November 12, 2010 - 8:51am
Tulca 2010, Galway’s festival of visual arts

Six artists from Galway City’s Engage Studios will exhibit their work in the Niland Gallery, in Niland House on Merchant’s Road as part of Tulca 2010, Galway’s festival of visual arts..

The participating artists – Jennifer Cunningham, Maria Brennan, Cecilia Danell, Maeve Curtis, Miriam Donohue and Eimear Jean McCormack – are all showing work that was inspired by the coastal region of Galway.

Featuring island life, marine life, climatic change and the Galway cityscape, the exhibition serves to demonstrate the diverse range of practices among the Engage artists, while also showing how the location of Galway can often inspire the artists’ work.

For instance a depopulated island has inspired award-winning artist Jennifer Cunningham’s video piece, Island which was made during the artist’s residency on the now uninhabited island of Inishlacken, off Roundstone. Inishlacken has inspired many artists over the years and Jennifer’s work is the outcome of The Inishlacken Project curated by Rosie McGurran. Island looks at themes of emigration and relocation to the mainland and the piece features a poem written by Anna O’Toole, a native of Inishlacken, who immigrated to America in the early part of the twentieth century.

Taking the cityscape of Galway as a starting point, Swedish artist Cecilia Danell has made a stop-motion video for Tulca, which shows an alternative route out to Mutton Island through the concrete beehive shapes that make up the causeway. This work reflects Dannell’s interest in man-made structures that remain largely overlooked, but which upon closer examination prove visually stimulating.
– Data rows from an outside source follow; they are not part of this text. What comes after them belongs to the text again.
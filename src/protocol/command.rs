#[repr(u8)]
#[derive(Debug, Clone, Copy, PartialEq, Eq)]
pub enum Command {
    Connect = 0x01,
    UdpAssociate = 0x03,
    /// UDP-over-TCP extension: datagrams are framed on the request's own TCP stream.
    UdpTunnel = 0xF3,
}

impl Command {
    pub fn from_u8(value: u8) -> Option<Self> {
        match value {
            0x01 => Some(Command::Connect),
            0x03 => Some(Command::UdpAssociate),
            0xF3 => Some(Command::UdpTunnel),
            _ => None,
        }
    }

    pub fn to_u8(&self) -> u8 {
        *self as u8
    }
}
use std::{fmt, net::Ipv4Addr};

use smoltcp::wire::{IpAddress, TcpPacket};

use super::PacketError;

const OPTION_END: u8 = 0;
const OPTION_NOP: u8 = 1;
const OPTION_MSS: u8 = 2;

#[derive(Debug, Clone, Copy, Default, PartialEq, Eq)]
pub struct TcpFlags {
    pub fin: bool,
    pub syn: bool,
    pub rst: bool,
    pub psh: bool,
    pub ack: bool,
    pub urg: bool,
    pub ece: bool,
    pub cwr: bool,
}

impl TcpFlags {
    pub fn syn_ack() -> Self {
        Self {
            syn: true,
            ack: true,
            ..Default::default()
        }
    }

    pub fn ack_only() -> Self {
        Self {
            ack: true,
            ..Default::default()
        }
    }

    pub fn fin_ack() -> Self {
        Self {
            fin: true,
            ack: true,
            ..Default::default()
        }
    }

    pub fn rst_only() -> Self {
        Self {
            rst: true,
            ..Default::default()
        }
    }

    pub fn rst_ack() -> Self {
        Self {
            rst: true,
            ack: true,
            ..Default::default()
        }
    }

    pub fn psh_ack() -> Self {
        Self {
            psh: true,
            ack: true,
            ..Default::default()
        }
    }

    pub fn from_byte(byte: u8) -> Self {
        Self {
            fin: byte & 0x01 != 0,
            syn: byte & 0x02 != 0,
            rst: byte & 0x04 != 0,
            psh: byte & 0x08 != 0,
            ack: byte & 0x10 != 0,
            urg: byte & 0x20 != 0,
            ece: byte & 0x40 != 0,
            cwr: byte & 0x80 != 0,
        }
    }

    pub fn to_byte(&self) -> u8 {
        [
            self.fin, self.syn, self.rst, self.psh, self.ack, self.urg, self.ece, self.cwr,
        ]
        .iter()
        .enumerate()
        .filter(|(_, set)| **set)
        .fold(0, |byte, (bit, _)| byte | (1 << bit))
    }
}

impl fmt::Display for TcpFlags {
    fn fmt(&self, f: &mut fmt::Formatter<'_>) -> fmt::Result {
        let names = [
            (self.syn, "SYN"),
            (self.fin, "FIN"),
            (self.rst, "RST"),
            (self.psh, "PSH"),
            (self.ack, "ACK"),
            (self.urg, "URG"),
        ];
        let mut first = true;
        for (_, name) in names.iter().filter(|(set, _)| *set) {
            if !first {
                f.write_str("|")?;
            }
            f.write_str(name)?;
            first = false;
        }
        Ok(())
    }
}

/// A parsed TCP segment borrowing its options and payload.
#[derive(Debug, Clone, PartialEq, Eq)]
pub struct TcpHeader<'a> {
    pub src_port: u16,
    pub dst_port: u16,
    pub seq: u32,
    pub ack: u32,
    /// Data offset in bytes.
    pub header_len: usize,
    pub flags: TcpFlags,
    pub window: u16,
    pub checksum: u16,
    pub urgent_ptr: u16,
    pub options: &'a [u8],
    pub payload: &'a [u8],
}

impl<'a> TcpHeader<'a> {
    pub fn parse(bytes: &'a [u8]) -> Result<Self, PacketError> {
        let packet = TcpPacket::new_checked(bytes).map_err(|_| PacketError::Malformed("TCP"))?;

        Ok(TcpHeader {
            src_port: packet.src_port(),
            dst_port: packet.dst_port(),
            seq: packet.seq_number().0 as u32,
            ack: packet.ack_number().0 as u32,
            header_len: usize::from(packet.header_len()),
            flags: TcpFlags {
                fin: packet.fin(),
                syn: packet.syn(),
                rst: packet.rst(),
                psh: packet.psh(),
                ack: packet.ack(),
                urg: packet.urg(),
                ece: packet.ece(),
                cwr: packet.cwr(),
            },
            window: packet.window_len(),
            checksum: packet.checksum(),
            urgent_ptr: packet.urgent_at(),
            options: packet.options(),
            payload: packet.payload(),
        })
    }

    /// The maximum segment size option, if the segment carries one.
    pub fn mss(&self) -> Option<u16> {
        let mut options = self.options;
        while let Some((&kind, rest)) = options.split_first() {
            match kind {
                OPTION_END => return None,
                OPTION_NOP => options = rest,
                _ => {
                    let len = usize::from(*rest.first()?);
                    if len < 2 || len > options.len() {
                        return None;
                    }
                    if kind == OPTION_MSS && len == 4 {
                        return Some(u16::from_be_bytes([options[2], options[3]]));
                    }
                    options = &options[len..];
                }
            }
        }
        None
    }

    /// Sequence space consumed by this segment: payload plus one for each of SYN and FIN.
    pub fn sequence_len(&self) -> u32 {
        self.payload.len() as u32 + u32::from(self.flags.syn) + u32::from(self.flags.fin)
    }

    pub fn checksum_valid(&self, src: Ipv4Addr, dst: Ipv4Addr) -> bool {
        let mut segment = Vec::with_capacity(self.header_len + self.payload.len());
        self.encode(&mut segment, self.checksum);
        TcpPacket::new_unchecked(&segment[..])
            .verify_checksum(&IpAddress::Ipv4(src), &IpAddress::Ipv4(dst))
    }

    /// Appends the segment to `out`, computing the checksum over the pseudo-header.
    pub fn write_to(&self, src: Ipv4Addr, dst: Ipv4Addr, out: &mut Vec<u8>) {
        let start = out.len();
        self.encode(out, 0);
        TcpPacket::new_unchecked(&mut out[start..])
            .fill_checksum(&IpAddress::Ipv4(src), &IpAddress::Ipv4(dst));
    }

    fn encode(&self, out: &mut Vec<u8>, checksum: u16) {
        out.extend_from_slice(&self.src_port.to_be_bytes());
        out.extend_from_slice(&self.dst_port.to_be_bytes());
        out.extend_from_slice(&self.seq.to_be_bytes());
        out.extend_from_slice(&self.ack.to_be_bytes());
        out.push(((self.header_len / 4) as u8) << 4);
        out.push(self.flags.to_byte());
        out.extend_from_slice(&self.window.to_be_bytes());
        out.extend_from_slice(&checksum.to_be_bytes());
        out.extend_from_slice(&self.urgent_ptr.to_be_bytes());
        out.extend_from_slice(self.options);
        out.extend_from_slice(self.payload);
    }
}

#[cfg(test)]
mod tests {
    use super::*;
    use crate::packet::TCP_HEADER_LEN;

    #[test]
    fn flags_round_trip_every_bit() {
        for byte in 0..=u8::MAX {
            assert_eq!(TcpFlags::from_byte(byte).to_byte(), byte);
        }
        assert_eq!(TcpFlags::syn_ack().to_byte(), 0x12);
        assert_eq!(TcpFlags::syn_ack().to_string(), "SYN|ACK");
    }

    #[test]
    fn mss_option_is_found_after_padding() {
        let options = [OPTION_NOP, OPTION_NOP, 4, 2, OPTION_MSS, 4, 0x05, 0xB4];
        let header = TcpHeader {
            src_port: 1,
            dst_port: 2,
            seq: 0,
            ack: 0,
            header_len: TCP_HEADER_LEN + options.len(),
            flags: TcpFlags::default(),
            window: 0,
            checksum: 0,
            urgent_ptr: 0,
            options: &options,
            payload: &[],
        };
        assert_eq!(header.mss(), Some(1460));
    }

    #[test]
    fn malformed_options_yield_no_mss() {
        let options = [OPTION_MSS, 0, 0, 0];
        let header = TcpHeader {
            src_port: 1,
            dst_port: 2,
            seq: 0,
            ack: 0,
            header_len: 24,
            flags: TcpFlags::default(),
            window: 0,
            checksum: 0,
            urgent_ptr: 0,
            options: &options,
            payload: &[],
        };
        assert_eq!(header.mss(), None);
    }

    #[test]
    fn data_offset_outside_the_segment_is_rejected() {
        let mut bytes = [0u8; 20];
        bytes[12] = 0xF0;
        assert_eq!(TcpHeader::parse(&bytes), Err(PacketError::Malformed("TCP")));
        bytes[12] = 0x40;
        assert_eq!(TcpHeader::parse(&bytes), Err(PacketError::Malformed("TCP")));
        assert_eq!(
            TcpHeader::parse(&bytes[..12]),
            Err(PacketError::Malformed("TCP"))
        );
    }

    #[test]
    fn parse_reads_header_fields() {
        let options = [OPTION_MSS, 4, 0x05, 0xB4];
        let header = TcpHeader {
            src_port: 40000,
            dst_port: 443,
            seq: u32::MAX,
            ack: 0x8000_0001,
            header_len: TCP_HEADER_LEN + options.len(),
            flags: TcpFlags::syn_ack(),
            window: 1024,
            checksum: 0,
            urgent_ptr: 0,
            options: &options,
            payload: b"data",
        };
        let (src, dst) = (Ipv4Addr::new(10, 0, 0, 2), Ipv4Addr::new(1, 1, 1, 1));
        let mut bytes = Vec::new();
        header.write_to(src, dst, &mut bytes);

        let parsed = TcpHeader::parse(&bytes).unwrap();
        assert_eq!((parsed.src_port, parsed.dst_port), (40000, 443));
        assert_eq!((parsed.seq, parsed.ack), (u32::MAX, 0x8000_0001));
        assert_eq!(parsed.flags, TcpFlags::syn_ack());
        assert_eq!(parsed.mss(), Some(1460));
        assert_eq!(parsed.payload, b"data");
        assert!(parsed.checksum_valid(src, dst));
        assert!(!parsed.checksum_valid(src, Ipv4Addr::new(1, 1, 1, 2)));
    }
}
Also inspired by the cityscape of Galway, Miriam Donoghue will exhibit a piece entitled Rust Mountain which looks at a Galway landmark as a place of infinite possibility, as a place of abandoned treasure, of disturbing beauty, as a docking place for the unwanted.

Marine life has shaped Carlow artist Maria Brennan’s installation for Tulca of pod-like structures. Porifera explores living on the remote edge of Europe, where the idea of self-protection and survival can become insular and isolating. Porifera combines the biology of sea sponges and an allegorical look at regeneration and fragmentation.
Also influenced by marine life and climatic change, well-known artist Maeve Curtis exhibits Turn, the remnant of a performative arena where the energetic and rhythmic forces of tidal currents are played out through the meeting of contesting surfaces. Curtis currently has a solo show at Norman Villa Gallery in Salthill.

Originally from Cork, artist and printmaker Eimear Jean McCormack has exhibited widely in Ireland as well as New York, London, France and China. McCormack will exhibit drawings and prints based on climatic changes and contrasts them against human activities contributing to land alteration.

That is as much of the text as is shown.